Make Grönland Great Again – oder: Wenn Imperialismus ein Immobilienproblem wird

Donald Trump will Grönland. Nicht metaphorisch, nicht emotional, sondern ganz konkret: kaufen, schlucken, einverleiben. Wie ein besonders großes Filetstück im geopolitischen Tiefkühlregal. „It’s just real estate“, könnte man meinen – nur dass auf diesem Grundstück Menschen leben, ein Parlament existiert und das 21. Jahrhundert bereits seit über zwei Jahrzehnten läuft. Eine eiskalte Kolumne von Heinrich Schmitz.

Eisbär Grönland

Die Idee, Grönland den USA einzuverleiben, wirkt wie ein Flashback aus einer Zeit, in der Kolonialherren mit Tropenhelm und Zirkel die Welt unter sich aufteilten. Damals, als man Länder noch „erwarb“, als wären sie unbewohnte Parkplätze. Trump, ganz der Mann von gestern, scheint diese Epoche für eine Art verpasste goldene Immobilienära zu halten.

Nicht herrenlos

Nun ist Grönland allerdings kein herrenloser Eiswürfel mit strategischem Mehrwert, sondern ein autonomes Gebiet innerhalb des Königreichs Dänemark. Und vor allem: Grönland hat ein Volk. Mit Sprache, Kultur, politischen Rechten und – wie es der moderne Rechtsstaat vorsieht – einer eigenen Meinung. Schon das macht den Annexionswunsch unerquicklich. Völkerrechtlich macht es ihn jedoch unhaltbar.

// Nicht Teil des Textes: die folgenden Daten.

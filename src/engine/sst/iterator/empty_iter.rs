use std::marker::PhantomData;
use crate::DBError;
use crate::engine::sst::iterator::InternalIterator;

/// 不含任何数据的 iterator，带一个固定的 status
///
/// 用作 "没有数据" 的占位，或者把读 block 时的错误包装成 iterator 交给上层。
/// next / prev / key / value 都属于误用。
pub struct EmptyInternalIterator<V: ?Sized = [u8]> {
    status: Result<(), DBError>,
    _value: PhantomData<fn() -> Box<V>>,
}

impl<V: ?Sized> EmptyInternalIterator<V> {
    pub fn new(status: Result<(), DBError>) -> Self {
        Self {
            status,
            _value: PhantomData,
        }
    }
}

impl<V: ?Sized> InternalIterator<V> for EmptyInternalIterator<V> {
    fn valid(&self) -> bool {
        false
    }

    fn seek_to_first(&mut self) {}

    fn seek_to_last(&mut self) {}

    fn seek(&mut self, _target: &[u8]) {}

    fn seek_for_prev(&mut self, _target: &[u8]) {}

    fn next(&mut self) {
        debug_assert!(false, "EmptyInternalIterator::next()");
    }

    fn prev(&mut self) {
        debug_assert!(false, "EmptyInternalIterator::prev()");
    }

    fn key(&self) -> &[u8] {
        panic!("EmptyInternalIterator::key()");
    }

    fn value(&self) -> &V {
        panic!("EmptyInternalIterator::value()");
    }

    fn status(&self) -> Result<(), DBError> {
        self.status.clone()
    }
}

pub fn new_empty_internal_iterator<'a, V: ?Sized + 'a>() -> Box<dyn InternalIterator<V> + 'a> {
    Box::new(EmptyInternalIterator::<V>::new(Ok(())))
}

pub fn new_error_internal_iterator<'a, V: ?Sized + 'a>(err: DBError) -> Box<dyn InternalIterator<V> + 'a> {
    Box::new(EmptyInternalIterator::<V>::new(Err(err)))
}

#[cfg(test)]
mod tests {
    use super::*;
    use crate::engine::sst::format::IndexValue;

    #[test]
    fn test_empty_and_error_status() {
        let mut it = new_empty_internal_iterator::<[u8]>();
        it.seek_to_first();
        it.seek(b"k");
        assert!(!it.valid());
        assert!(it.status().is_ok());

        let mut it = new_error_internal_iterator::<IndexValue>(DBError::Io("disk gone".into()));
        it.seek_to_last();
        it.seek_for_prev(b"k");
        assert!(!it.valid());
        assert_eq!(it.status(), Err(DBError::Io("disk gone".into())));
        assert!(!it.is_key_pinned());
    }

    #[test]
    #[should_panic]
    fn test_value_is_contract_violation() {
        let it = EmptyInternalIterator::<[u8]>::new(Ok(()));
        it.value();
    }
}
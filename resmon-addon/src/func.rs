//! Closure-backed addons.

use crate::{KindAddon, RecordStream, ResourceKind, Result, SnapshotStream, UnifiedAddon};
use async_trait::async_trait;
use std::future::Future;
use std::sync::Arc;

/// A unified addon backed by an async function.
pub struct UnifiedFn<F> {
    name: String,
    func: F,
}

#[async_trait]
impl<F, Fut> UnifiedAddon for UnifiedFn<F>
where
    F: Fn(RecordStream) -> Fut + Send + Sync,
    Fut: Future<Output = Result<()>> + Send,
{
    fn name(&self) -> &str {
        &self.name
    }

    async fn process(&self, item: RecordStream) -> Result<()> {
        (self.func)(item).await
    }
}

/// A per-kind addon backed by an async function.
pub struct KindFn<F> {
    name: String,
    func: F,
}

#[async_trait]
impl<F, Fut> KindAddon for KindFn<F>
where
    F: Fn(ResourceKind, SnapshotStream) -> Fut + Send + Sync,
    Fut: Future<Output = Result<()>> + Send,
{
    fn name(&self) -> &str {
        &self.name
    }

    async fn process(&self, kind: ResourceKind, item: SnapshotStream) -> Result<()> {
        (self.func)(kind, item).await
    }
}

/// Wrap an async function taking the record stream as a unified addon.
///
/// # Example
/// ```
/// use futures::StreamExt;
/// use resmon_addon::{unified_fn, UnifiedAddon};
///
/// let addon = unified_fn("count", |mut item| async move {
///     let mut rounds = 0;
///     while item.next().await.is_some() {
///         rounds += 1;
///     }
///     println!("saw {} rounds", rounds);
///     Ok::<(), resmon_addon::AddonError>(())
/// });
/// assert_eq!(addon.name(), "count");
/// ```
pub fn unified_fn<F, Fut>(name: impl Into<String>, func: F) -> Arc<dyn UnifiedAddon>
where
    F: Fn(RecordStream) -> Fut + Send + Sync + 'static,
    Fut: Future<Output = Result<()>> + Send + 'static,
{
    Arc::new(UnifiedFn {
        name: name.into(),
        func,
    })
}

/// Wrap an async function taking a kind and its snapshot stream as a per-kind addon.
pub fn kind_fn<F, Fut>(name: impl Into<String>, func: F) -> Arc<dyn KindAddon>
where
    F: Fn(ResourceKind, SnapshotStream) -> Fut + Send + Sync + 'static,
    Fut: Future<Output = Result<()>> + Send + 'static,
{
    Arc::new(KindFn {
        name: name.into(),
        func,
    })
}
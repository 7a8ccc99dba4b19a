//! Standard collectors and addons for resmon
//!
//! The standard library covers what most deployments need out of the box:
//! - Host collectors for memory, swap, cpu, disk and network (via `sysinfo`)
//! - A logging addon that writes every record through `tracing`
//! - A latest-record addon that publishes the newest record on a watch channel

mod addons;
mod collectors;

pub use addons::{LatestRecordAddon, TracingAddon};
pub use collectors::{
    host_collectors, CoreUsage, CpuCollector, CpuSnapshot, DiskCollector, DiskSnapshot, DiskUsage,
    InterfaceCounters, LoadAverage, MemoryCollector, MemorySnapshot, NetworkCollector,
    NetworkSnapshot, SwapCollector, SwapSnapshot,
};
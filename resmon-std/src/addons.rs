use async_trait::async_trait;
use futures::StreamExt;
use resmon_addon::{
    JoinedRecord, KindAddon, RecordStream, ResourceKind, Result, SnapshotStream, UnifiedAddon,
};
use tokio::sync::watch;
use tracing::{debug, info};

/// Logs every record or snapshot it receives.
///
/// Works in both modes: as the unified addon it logs one line per round, as a
/// per-kind addon one line per snapshot. Payloads are logged at debug level.
#[derive(Debug, Clone)]
pub struct TracingAddon {
    name: String,
}

impl TracingAddon {
    pub fn new() -> Self {
        Self::named("tracing")
    }

    pub fn named(name: impl Into<String>) -> Self {
        Self { name: name.into() }
    }
}

impl Default for TracingAddon {
    fn default() -> Self {
        Self::new()
    }
}

#[async_trait]
impl UnifiedAddon for TracingAddon {
    fn name(&self) -> &str {
        &self.name
    }

    async fn process(&self, mut item: RecordStream) -> Result<()> {
        let mut rounds = 0u64;
        while let Some(record) = item.next().await {
            info!(
                addon = %self.name,
                round = record.round(),
                kinds = ?record.kinds().collect::<Vec<_>>(),
                "record"
            );
            for (kind, snapshot) in record.iter() {
                debug!(addon = %self.name, kind = %kind, data = %snapshot.data(), "snapshot");
            }
            rounds += 1;
        }
        info!(addon = %self.name, rounds, "record stream ended");
        Ok(())
    }
}

#[async_trait]
impl KindAddon for TracingAddon {
    fn name(&self) -> &str {
        &self.name
    }

    async fn process(&self, kind: ResourceKind, mut item: SnapshotStream) -> Result<()> {
        let mut count = 0u64;
        while let Some(snapshot) = item.next().await {
            info!(addon = %self.name, kind = %kind, sequence = snapshot.sequence(), "snapshot");
            debug!(addon = %self.name, kind = %kind, data = %snapshot.data(), "payload");
            count += 1;
        }
        info!(addon = %self.name, kind = %kind, count, "snapshot stream ended");
        Ok(())
    }
}

/// Publishes the newest joined record on a watch channel.
///
/// Readers always see the latest round and never slow the pipeline down.
#[derive(Debug)]
pub struct LatestRecordAddon {
    name: String,
    latest: watch::Sender<Option<JoinedRecord>>,
}

impl LatestRecordAddon {
    pub fn new() -> (Self, watch::Receiver<Option<JoinedRecord>>) {
        let (latest, receiver) = watch::channel(None);
        let addon = Self {
            name: "latest".to_string(),
            latest,
        };
        (addon, receiver)
    }

    pub fn subscribe(&self) -> watch::Receiver<Option<JoinedRecord>> {
        self.latest.subscribe()
    }
}

#[async_trait]
impl UnifiedAddon for LatestRecordAddon {
    fn name(&self) -> &str {
        &self.name
    }

    async fn process(&self, mut item: RecordStream) -> Result<()> {
        while let Some(record) = item.next().await {
            self.latest.send_replace(Some(record));
        }
        Ok(())
    }
}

Denn das Völkerrecht ist für Eroberer wie den FIFA-Pisspreisträger ein notorischer Spielverderber. Es besteht darauf, dass Staaten souverän sind und ihre Grenzen nicht nach Lust und Laune verschoben werden dürfen. Artikel 2 Absatz 4 der UN-Charta verbietet nicht nur militärische Gewalt, sondern grundsätzlich die gewaltsame Aneignung fremden Territoriums.

Artikel 2

Die Organisation und ihre Mitglieder handeln im Verfolg der in Artikel 1 dargelegten Ziele nach folgenden Grundsätzen:

1. Die Organisation beruht auf dem Grundsatz der souveränen Gleichheit aller ihrer Mitglieder.

2. Alle Mitglieder erfüllen, um ihnen allen die aus der Mitgliedschaft erwachsenden Rechte und Vorteile zu sichern, nach Treu und Glauben die Verpflichtungen, die sie mit dieser Charta übernehmen.

3. Alle Mitglieder legen ihre internationalen Streitigkeiten durch friedliche Mittel so bei, daß der Weltfriede, die internationale Sicherheit und die Gerechtigkeit nicht gefährdet werden.

4. Alle Mitglieder unterlassen in ihren internationalen Beziehungen jede gegen die territoriale Unversehrtheit oder die politische Unabhängigkeit eines Staates gerichtete oder sonst mit den Zielen der Vereinten Nationen unvereinbare Androhung oder Anwendung von Gewalt.

5. Alle Mitglieder leisten den Vereinten Nationen jeglichen Beistand bei jeder Maßnahme, welche die Organisation im Einklang mit dieser Charta ergreift; sie leisten einem Staat, gegen den die Organisation Vorbeugungs- oder Zwangsmaßnahmen ergreift, keinen Beistand.

6. Die Organisation trägt dafür Sorge, daß Staaten, die nicht Mitglieder der Vereinten Nationen sind, insoweit nach diesen Grundsätzen handeln, als dies zur Wahrung des Weltfriedens und der internationalen Sicherheit erforderlich ist.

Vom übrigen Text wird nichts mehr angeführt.